Photos taken with the Nikon Coolpix P5000 as an assessment of its photo quality.
Lori Grunin
I've been reviewing hardware and software, devising testing methodology and handed out buying advice for what seems like forever; I'm currently absorbed by computers and gaming hardware, but previously spent many years concentrating on cameras. I've also volunteered with a cat rescue for over 15 years doing adoptions, designing marketing materials, managing volunteers and, of course, photographing cats.
I would expect to see this level of barrel distortion on a 28mm-equivalent lens, not a relatively wide 36mm-equivalent model such as the P5000's. It's pretty symmetrical from side to side and top to bottom, though, which makes it far easier to correct in software.
In practice, the difference between colors at various ISO sensitivity settings affects more than just side-by-side comparisons of color charts. For example, if you're trying to achieve the warmer colors of the photo on the right and bump up your ISO setting, you won't necessarily like the cooler rendering of the photo on the left.
Though photos look OK at small scale, the noise in the P5000's photos becomes seriously intrusive starting at about ISO 800. At 100 percent, you can clearly see the P5000's rather unusual noise pattern.
Because of the strong breeze blowing while I shot with the P5000, many of my handheld macro shots weren't quite as sharp as I'd have liked. The Vibration Reduction helped--I have no doubt they'd have been a lot worse without it. The bigger problem I had was the inability to see the LCD in bright sunlight. (You can't use the optical viewfinders on snapshot cameras in macro mode.) Many times, I had to simply shoot blind and hope for the best.
The P5000 is capable of shooting some very sharp photos, without erring on the side of algorithmic oversharpening. In addition, the lens maintains sharpness extremely well from edge to edge.

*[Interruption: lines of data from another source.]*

//! Number and progress-bar formatting for embeds.

/// Renders `n` with comma-grouped digits.
pub fn format_number(n: impl Into<i128>) -> String {
    let n = n.into();
    let digits = n.unsigned_abs().to_string();
    let mut grouped = String::with_capacity(digits.len() + digits.len() / 3 + 1);
    if n < 0 {
        grouped.push('-');
    }
    let lead = digits.len() % 3;
    for (i, c) in digits.chars().enumerate() {
        if i != 0 && i % 3 == lead % 3 {
            grouped.push(',');
        }
        grouped.push(c);
    }
    grouped
}

/// Fixed-width progress bar with an integer percentage, e.g. `[■■■□□□□□□□] 30%`.
///
/// `current` is clamped to `max`; a zero `max` renders as completely filled
/// rather than dividing by zero.
#[allow(clippy::cast_possible_truncation)]
pub fn progress_bar(current: u64, max: u64, length: usize) -> String {
    let (filled, percentage) = if max == 0 {
        (length, 100)
    } else {
        let current = u128::from(current.min(max));
        let max = u128::from(max);
        (
            // Both quotients are bounded by `length` and 100 respectively.
            (current * length as u128 / max) as usize,
            (current * 100 / max) as u64,
        )
    };
    let mut bar = String::with_capacity(length * 3 + 8);
    bar.push('[');
    for _ in 0..filled {
        bar.push('■');
    }
    for _ in filled..length {
        bar.push('□');
    }
    bar.push(']');
    bar.push_str(&format!(" {percentage}%"));
    bar
}

#[cfg(test)]
mod tests {
    use super::*;

    #[test]
    fn groups_digits() {
        assert_eq!(format_number(0u64), "0");
        assert_eq!(format_number(999u64), "999");
        assert_eq!(format_number(1000u64), "1,000");
        assert_eq!(format_number(1_234_567u64), "1,234,567");
        assert_eq!(format_number(-1500i64), "-1,500");
    }

    #[test]
    fn bar_segments_sum_to_length() {
        for max in [1u64, 7, 10, 100, 12345] {
            for current in [0, max / 3, max / 2, max] {
                let bar = progress_bar(current, max, 10);
                let filled = bar.matches('■').count();
                let empty = bar.matches('□').count();
                assert_eq!(filled + empty, 10, "{bar}");
            }
        }
    }

    #[test]
    fn bar_percentage_is_floored() {
        assert_eq!(progress_bar(1, 3, 10), "[■■■□□□□□□□] 33%");
        assert_eq!(progress_bar(0, 10, 10), "[□□□□□□□□□□] 0%");
        assert_eq!(progress_bar(10, 10, 10), "[■■■■■■■■■■] 100%");
    }

    #[test]
    fn bar_clamps_overflow() {
        assert_eq!(progress_bar(25, 10, 10), "[■■■■■■■■■■] 100%");
    }

    #[test]
    fn zero_max_renders_full() {
        assert_eq!(progress_bar(0, 0, 10), "[■■■■■■■■■■] 100%");
    }
}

Though the P5000 produces very accurate, neutral renderings at ISO 64, it's one of the worst cameras we've seen when it comes to maintaining color consistency throughout the ISO sensitivity range. We usually see shifts begin to occur above ISO 400, but the P5000 renders color differently at every ISO level. The color consistency of the Casio Exilim EX-Z1050, another 10-megapixel model, is shown for comparison.